Lecture: NEW IMPORTANT INSTRUCTIONS
Real-world exploits and mitigations in Large Language Model applications
With the rapid growth of AI and Large Language Models users are facing an increased risk of scams, data exfiltration, loss of PII, and even remote code execution. This talk will demonstrate many real-world exploits the presenter discovered, including discussion of mitigations and fixes vendors put in place for the most prominent LLM applications, including ChatGPT, Bing Chat and Google Bard.
Understand that Machine Learning is powerful but also brittle
- Give a short demo/ice breaker that includes a question to audience to show how ML is super powerful but also fails drastically.
- Highlight that these failure modes can often easily be triggered once an adversary is in the loop.
Intro to Large Language Models
- Now pivot from generic ML to LLMs and show how the brittleness applies there.
- Discuss what a LLM is and how it works briefly. Describe various prompt engineering techniques (extraction, summarization, classification, transformation,…)
- Walk the audience through a typical large language model LLM application and how it works.
- Highlight that there is no state, and what the context window is.
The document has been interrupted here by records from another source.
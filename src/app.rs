use std::sync::Arc;

use axum::{
    http::{header, HeaderValue, Method},
    middleware::from_fn_with_state,
    routing::{get, post},
    Router,
};
use tower_http::cors::CorsLayer;

use crate::auth::JwtKeys;
use crate::config::SecurityConfig;
use crate::handlers::{protected, public};
use crate::middleware::principal_middleware;
use crate::schema::EntityRegistry;
use crate::search::SearchEngine;

/// Shared state handed to every handler
#[derive(Clone)]
pub struct AppState {
    pub engine: SearchEngine,
    pub registry: Arc<EntityRegistry>,
    pub jwt: JwtKeys,
}

impl AppState {
    pub fn new(engine: SearchEngine, registry: EntityRegistry, jwt: JwtKeys) -> Self {
        Self {
            engine,
            registry: Arc::new(registry),
            jwt,
        }
    }
}

pub fn router(state: AppState) -> Router {
    Router::new()
        // Public
        .route("/", get(public::root))
        .route("/health", get(public::health))
        // Scoped search
        .merge(search_routes(state.jwt.clone()))
        .with_state(state)
}

fn search_routes(jwt: JwtKeys) -> Router<AppState> {
    use protected::{data, find};

    Router::new()
        .route("/api/data/:entity", get(data::schema_get))
        .route("/api/data/:entity/:id", get(data::record_get))
        .route("/api/find/:entity", post(find::find_post))
        .layer(from_fn_with_state(jwt, principal_middleware))
}

/// CORS from configuration; disabled CORS yields a layer that allows nothing
pub fn cors_layer(security: &SecurityConfig) -> CorsLayer {
    if !security.enable_cors {
        return CorsLayer::new();
    }

    let origins: Vec<HeaderValue> = security
        .cors_origins
        .iter()
        .filter_map(|origin| match origin.parse() {
            Ok(value) => Some(value),
            Err(_) => {
                tracing::warn!(origin = %origin, "ignoring invalid CORS origin");
                None
            }
        })
        .collect();

    CorsLayer::new()
        .allow_origin(origins)
        .allow_methods([Method::GET, Method::POST])
        .allow_headers([header::AUTHORIZATION, header::CONTENT_TYPE])
}
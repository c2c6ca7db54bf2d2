pub mod policy;
pub mod principal;

pub use policy::{ScopeClaim, ScopeGrant, ScopePolicy, ScopeRule};
pub use principal::{Principal, Role};
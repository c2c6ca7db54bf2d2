use serde::{Deserialize, Serialize};

use super::pager::{PageWindow, Pager};

#[derive(Debug, Clone, Copy, PartialEq, Eq, Serialize, Deserialize)]
pub struct Pagination {
    pub current: u64,
    pub limit: u64,
    pub records: u64,
    pub pages: u64,
}

/// Response envelope for every search
#[derive(Debug, Clone, PartialEq, Serialize, Deserialize)]
pub struct Page<T> {
    pub pagination: Pagination,
    pub data: Vec<T>,
}

impl<T> Page<T> {
    /// Combine the pager window, the total count and the mapped rows.
    /// A page past the end is still a valid page with no data.
    pub fn assemble(window: PageWindow, records: u64, data: Vec<T>) -> Self {
        debug_assert!(data.len() as u64 <= window.limit);
        Self {
            pagination: Pagination {
                current: window.page,
                limit: window.limit,
                records,
                pages: Pager::pages(records, window.limit),
            },
            data,
        }
    }
}
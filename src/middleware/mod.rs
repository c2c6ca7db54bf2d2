pub mod auth;
pub mod response;

pub use auth::principal_middleware;
pub use response::{ApiResponse, ApiResult};
pub mod fixture;
pub mod manager;
pub mod memory;
pub mod postgres;
pub mod store;

use serde_json::{Map, Value};
use thiserror::Error;

pub use manager::DatabaseManager;
pub use memory::MemoryStore;
pub use postgres::{PgStore, SqlResult, SqlWriter};
pub use store::Store;

/// A persisted record as the store hands it back
pub type Row = Map<String, Value>;

/// Errors raised by any `Store` implementation
#[derive(Debug, Error)]
pub enum StoreError {
    #[error("Missing configuration: {0}")]
    ConfigMissing(&'static str),

    #[error("Invalid database URL")]
    InvalidDatabaseUrl,

    #[error("Connection error: {0}")]
    Connection(String),

    #[error("Query timed out after {0} ms")]
    Timeout(u64),

    #[error("Query error: {0}")]
    Query(String),

    #[error("Row decode error: {0}")]
    Decode(String),

    #[error(transparent)]
    Sqlx(#[from] sqlx::Error),
}

impl StoreError {
    /// Failures the caller may retry: the store is unreachable or slow
    pub fn is_unavailable(&self) -> bool {
        match self {
            StoreError::Connection(_) | StoreError::Timeout(_) => true,
            StoreError::Sqlx(err) => matches!(
                err,
                sqlx::Error::Io(_) | sqlx::Error::PoolTimedOut | sqlx::Error::PoolClosed | sqlx::Error::Tls(_)
            ),
            _ => false,
        }
    }
}
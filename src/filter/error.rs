use std::collections::BTreeMap;

use thiserror::Error;

use crate::database::StoreError;

/// Per-field validation messages, keyed by the request key that failed
pub type FieldErrors = BTreeMap<String, String>;

#[derive(Error, Debug)]
pub enum SearchError {
    #[error("Invalid search request: {}", summarize(.0))]
    Validation(FieldErrors),

    #[error("Forbidden: {0}")]
    ForbiddenScope(String),

    /// Single-record lookups that miss, including records outside the caller's scope
    #[error("{0} not found")]
    NotFound(String),

    #[error("Unknown entity: {0}")]
    UnknownEntity(String),

    #[error(transparent)]
    Storage(#[from] StoreError),
}

impl SearchError {
    pub fn invalid(field: impl Into<String>, reason: impl Into<String>) -> Self {
        let mut errors = FieldErrors::new();
        errors.insert(field.into(), reason.into());
        SearchError::Validation(errors)
    }

    pub fn forbidden(reason: impl Into<String>) -> Self {
        SearchError::ForbiddenScope(reason.into())
    }

    pub fn is_validation(&self) -> bool {
        matches!(self, SearchError::Validation(_))
    }

    pub fn is_forbidden(&self) -> bool {
        matches!(self, SearchError::ForbiddenScope(_))
    }
}

fn summarize(errors: &FieldErrors) -> String {
    errors
        .iter()
        .map(|(field, reason)| format!("{}: {}", field, reason))
        .collect::<Vec<_>>()
        .join("; ")
}

pub type SearchResult<T> = Result<T, SearchError>;
#[cfg(test)]
mod tests {
    use super::*;
    use crate::schema::{CaseRule, EntitySchema, FieldDef};
    use serde_json::json;

    fn schema(policy: UnknownFieldPolicy) -> EntitySchema {
        EntitySchema::builder("sessions")
            .field(FieldDef::id("id"))
            .field(FieldDef::id("patient_id"))
            .field(FieldDef::text("notes", CaseRule::Insensitive))
            .field(FieldDef::integer("duration_minutes").sortable())
            .field(FieldDef::enumeration("status", &["scheduled", "completed", "cancelled"]))
            .field(FieldDef::flag("recorded"))
            .field(FieldDef::timestamp("created_at").sortable())
            .field(FieldDef::keyword("internal_code").unfiltered())
            .field(FieldDef::keyword("secret_hash").internal())
            .unknown_filters(policy)
            .build()
            .unwrap()
    }

    fn filters(value: Value) -> Map<String, Value> {
        value.as_object().cloned().unwrap()
    }

    fn field_errors(err: SearchError) -> FieldErrors {
        match err {
            SearchError::Validation(errors) => errors,
            other => panic!("expected validation error, got {:?}", other),
        }
    }

    #[test]
    fn empty_request_is_valid() {
        let out = normalize(&schema(UnknownFieldPolicy::Reject), &Map::new()).unwrap();
        assert!(out.is_empty());
    }

    #[test]
    fn drops_null_and_blank_values_and_trims_strings() {
        let out = normalize(
            &schema(UnknownFieldPolicy::Reject),
            &filters(json!({ "notes": "  follow up  ", "patient_id": null, "status": "   " })),
        )
        .unwrap();
        assert_eq!(out.len(), 1);
        assert_eq!(out["notes"], FilterValue::Contains("follow up".to_string()));
    }

    #[test]
    fn folds_from_and_to_into_one_range() {
        let out = normalize(
            &schema(UnknownFieldPolicy::Reject),
            &filters(json!({ "duration_minutes_from": "15", "duration_minutes_to": 60 })),
        )
        .unwrap();
        assert_eq!(
            out["duration_minutes"],
            FilterValue::Range { lower: Some(Scalar::Integer(15)), upper: Some(Scalar::Integer(60)) }
        );
    }

    #[test]
    fn date_only_upper_bound_covers_the_day() {
        let out = normalize(
            &schema(UnknownFieldPolicy::Reject),
            &filters(json!({ "created_at_from": "2024-03-01", "created_at_to": "2024-03-01" })),
        )
        .unwrap();
        match &out["created_at"] {
            FilterValue::Range { lower: Some(Scalar::Timestamp(lo)), upper: Some(Scalar::Timestamp(hi)) } => {
                assert_eq!(lo.to_rfc3339(), "2024-03-01T00:00:00+00:00");
                assert_eq!(hi.timestamp_millis() - lo.timestamp_millis(), 86_399_999);
            }
            other => panic!("unexpected {:?}", other),
        }
    }

    #[test]
    fn rejects_non_numeric_and_bad_dates() {
        let errors = field_errors(
            normalize(
                &schema(UnknownFieldPolicy::Reject),
                &filters(json!({
                    "duration_minutes_from": "ten",
                    "created_at_to": "yesterday",
                    "patient_id": "not-a-uuid",
                    "recorded": "maybe"
                })),
            )
            .unwrap_err(),
        );
        assert_eq!(errors.len(), 4);
        assert!(errors.contains_key("duration_minutes_from"));
        assert!(errors.contains_key("created_at_to"));
        assert!(errors.contains_key("patient_id"));
        assert!(errors.contains_key("recorded"));
    }

    #[test]
    fn rejects_inverted_range() {
        let errors = field_errors(
            normalize(
                &schema(UnknownFieldPolicy::Reject),
                &filters(json!({ "duration_minutes_from": 90, "duration_minutes_to": 30 })),
            )
            .unwrap_err(),
        );
        assert!(errors.contains_key("duration_minutes"));
    }

    #[test]
    fn enum_sets_from_arrays_and_comma_lists() {
        let s = schema(UnknownFieldPolicy::Reject);
        let from_array = normalize(&s, &filters(json!({ "status": ["scheduled", "Completed"] }))).unwrap();
        let from_csv = normalize(&s, &filters(json!({ "status": "scheduled, completed" }))).unwrap();
        let expected = FilterValue::Set(vec![
            Scalar::Text("scheduled".into()),
            Scalar::Text("completed".into()),
        ]);
        assert_eq!(from_array["status"], expected);
        assert_eq!(from_csv["status"], expected);

        let errors = field_errors(normalize(&s, &filters(json!({ "status": ["archived"] }))).unwrap_err());
        assert!(errors["status"].contains("expected one of"));
    }

    #[test]
    fn unknown_fields_follow_entity_policy() {
        let request = filters(json!({ "colour": "red", "internal_code": "X1", "secret_hash": "abc" }));

        let errors = field_errors(normalize(&schema(UnknownFieldPolicy::Reject), &request).unwrap_err());
        assert_eq!(errors["colour"], "unknown filter field");
        assert_eq!(errors["internal_code"], "field is not filterable");
        assert_eq!(errors["secret_hash"], "unknown filter field");

        let out = normalize(&schema(UnknownFieldPolicy::Ignore), &request).unwrap();
        assert!(out.is_empty());
    }

    #[test]
    fn exact_and_range_on_same_field_conflict() {
        let errors = field_errors(
            normalize(
                &schema(UnknownFieldPolicy::Reject),
                &filters(json!({ "duration_minutes": 30, "duration_minutes_from": 10 })),
            )
            .unwrap_err(),
        );
        assert_eq!(errors.len(), 1);
    }

    #[test]
    fn bare_date_upper_bound_covers_sub_millisecond_times() {
        let utc = |text: &str| DateTime::parse_from_rfc3339(text).unwrap().with_timezone(&Utc);

        let upper = parse_timestamp("2024-01-07", Bound::Upper).unwrap();
        assert!(utc("2024-01-07T23:59:59.999999Z") <= upper);
        assert!(upper < utc("2024-01-08T00:00:00Z"));
        assert_eq!(parse_timestamp("2024-01-07", Bound::Lower).unwrap(), utc("2024-01-07T00:00:00Z"));
    }
}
But how to create a Chatbot then?
- Show how systems like ChatGPT or Bing Chat leverage context window to create a conversation.
- This part is important to later understand the persistence section of the talk (e.g. as long as attacker controlled data is in the context window, there is persistence of prompt injection)
Highlighting real-world examples and exploits!
First discuss three large categories of threats:
Misalignment - Model Issues
Jailbreaks/Direct Prompt Injections
Indirect Prompt Injections
We will deep dive on (3) Indirect Prompt Injections.
Indirect Prompt Injections
- Walk the audience through an end to end scenario (graphic in Powerpoint) that explains a prompt injection first at a basic level.
- Give a demo with ChatGPT (GPT-4) and make sure the audience understands the high level idea of a prompt injection
- Then take it up a notch to explain indirect prompt injections, where untrusted data is inserted into the chat context
- Show demo with Google Docs and how it fails to summarize a text correctly - this demo will fit the ChatGPT (GPT-4) example from before well.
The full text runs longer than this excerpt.